# What you are asked to do:
Which lines of the entries below run from the one holding "header.flags = 0;" to the one holding "header.shentsize = ELF32_SHDR_SIZE", inclusive? Set down exactly those lines and no others.

# Data for this task:
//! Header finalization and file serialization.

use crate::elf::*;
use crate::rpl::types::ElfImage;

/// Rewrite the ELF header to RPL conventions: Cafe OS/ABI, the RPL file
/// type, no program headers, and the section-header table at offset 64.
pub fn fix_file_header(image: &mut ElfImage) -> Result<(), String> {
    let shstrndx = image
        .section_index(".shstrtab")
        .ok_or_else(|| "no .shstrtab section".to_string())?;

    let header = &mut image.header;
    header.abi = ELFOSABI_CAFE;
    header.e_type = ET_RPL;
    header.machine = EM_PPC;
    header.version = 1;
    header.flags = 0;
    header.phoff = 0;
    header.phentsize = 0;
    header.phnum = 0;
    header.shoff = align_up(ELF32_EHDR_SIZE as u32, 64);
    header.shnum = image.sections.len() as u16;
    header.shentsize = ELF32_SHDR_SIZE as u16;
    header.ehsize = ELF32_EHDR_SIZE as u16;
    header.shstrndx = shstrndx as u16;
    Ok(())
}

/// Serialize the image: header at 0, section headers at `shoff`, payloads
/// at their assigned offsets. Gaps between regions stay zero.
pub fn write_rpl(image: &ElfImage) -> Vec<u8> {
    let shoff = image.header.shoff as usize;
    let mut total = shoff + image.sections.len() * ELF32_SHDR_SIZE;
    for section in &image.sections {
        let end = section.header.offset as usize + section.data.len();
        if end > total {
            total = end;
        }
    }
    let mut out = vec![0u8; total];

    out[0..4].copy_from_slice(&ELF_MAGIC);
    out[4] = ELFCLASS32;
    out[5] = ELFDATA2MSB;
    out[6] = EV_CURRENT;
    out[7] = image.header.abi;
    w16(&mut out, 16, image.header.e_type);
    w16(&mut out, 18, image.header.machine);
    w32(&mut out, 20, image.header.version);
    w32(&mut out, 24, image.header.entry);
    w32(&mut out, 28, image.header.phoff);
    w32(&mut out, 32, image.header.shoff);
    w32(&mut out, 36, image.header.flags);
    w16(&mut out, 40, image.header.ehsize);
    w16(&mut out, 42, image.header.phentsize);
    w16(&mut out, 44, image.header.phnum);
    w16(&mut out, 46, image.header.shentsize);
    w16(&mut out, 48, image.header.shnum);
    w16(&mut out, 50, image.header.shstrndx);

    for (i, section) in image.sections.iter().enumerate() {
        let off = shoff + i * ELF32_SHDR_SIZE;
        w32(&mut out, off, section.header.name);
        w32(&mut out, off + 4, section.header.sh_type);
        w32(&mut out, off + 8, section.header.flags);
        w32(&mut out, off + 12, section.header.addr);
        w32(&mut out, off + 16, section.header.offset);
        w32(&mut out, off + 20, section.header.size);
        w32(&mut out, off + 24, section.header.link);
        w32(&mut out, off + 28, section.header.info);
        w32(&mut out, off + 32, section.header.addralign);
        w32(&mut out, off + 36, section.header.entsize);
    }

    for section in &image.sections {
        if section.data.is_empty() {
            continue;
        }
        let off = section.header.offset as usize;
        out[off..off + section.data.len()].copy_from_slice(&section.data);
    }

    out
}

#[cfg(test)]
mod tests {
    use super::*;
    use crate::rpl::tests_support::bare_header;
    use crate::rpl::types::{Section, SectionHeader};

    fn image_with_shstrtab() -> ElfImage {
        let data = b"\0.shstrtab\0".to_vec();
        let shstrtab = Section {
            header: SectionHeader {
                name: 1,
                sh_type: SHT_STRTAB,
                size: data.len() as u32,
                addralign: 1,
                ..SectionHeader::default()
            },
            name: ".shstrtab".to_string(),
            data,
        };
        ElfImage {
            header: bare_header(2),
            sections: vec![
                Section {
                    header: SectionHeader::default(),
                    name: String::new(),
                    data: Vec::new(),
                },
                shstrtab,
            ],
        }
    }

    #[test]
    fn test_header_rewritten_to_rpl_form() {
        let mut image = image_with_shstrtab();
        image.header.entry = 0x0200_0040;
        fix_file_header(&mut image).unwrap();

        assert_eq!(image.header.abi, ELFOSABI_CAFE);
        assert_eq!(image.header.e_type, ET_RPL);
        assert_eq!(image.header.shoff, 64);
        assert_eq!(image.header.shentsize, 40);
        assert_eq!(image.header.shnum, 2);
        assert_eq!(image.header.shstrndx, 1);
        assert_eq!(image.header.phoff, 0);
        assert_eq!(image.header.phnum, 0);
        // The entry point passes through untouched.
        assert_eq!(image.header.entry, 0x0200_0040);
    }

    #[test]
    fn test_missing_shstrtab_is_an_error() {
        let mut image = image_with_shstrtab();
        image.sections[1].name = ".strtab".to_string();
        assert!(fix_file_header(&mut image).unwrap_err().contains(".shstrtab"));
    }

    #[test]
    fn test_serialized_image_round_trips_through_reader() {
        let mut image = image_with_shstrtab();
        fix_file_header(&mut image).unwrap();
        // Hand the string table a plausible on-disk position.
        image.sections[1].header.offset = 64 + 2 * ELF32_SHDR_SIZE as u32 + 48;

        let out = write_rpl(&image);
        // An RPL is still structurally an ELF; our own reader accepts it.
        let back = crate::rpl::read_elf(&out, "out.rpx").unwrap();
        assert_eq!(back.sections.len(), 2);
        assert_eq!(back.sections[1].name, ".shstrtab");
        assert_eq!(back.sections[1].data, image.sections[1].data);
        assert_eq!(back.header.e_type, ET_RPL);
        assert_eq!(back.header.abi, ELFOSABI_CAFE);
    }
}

# Reply to the task:
    header.flags = 0;
    header.phoff = 0;
    header.phentsize = 0;
    header.phnum = 0;
    header.shoff = align_up(ELF32_EHDR_SIZE as u32, 64);
    header.shnum = image.sections.len() as u16;
    header.shentsize = ELF32_SHDR_SIZE as u16;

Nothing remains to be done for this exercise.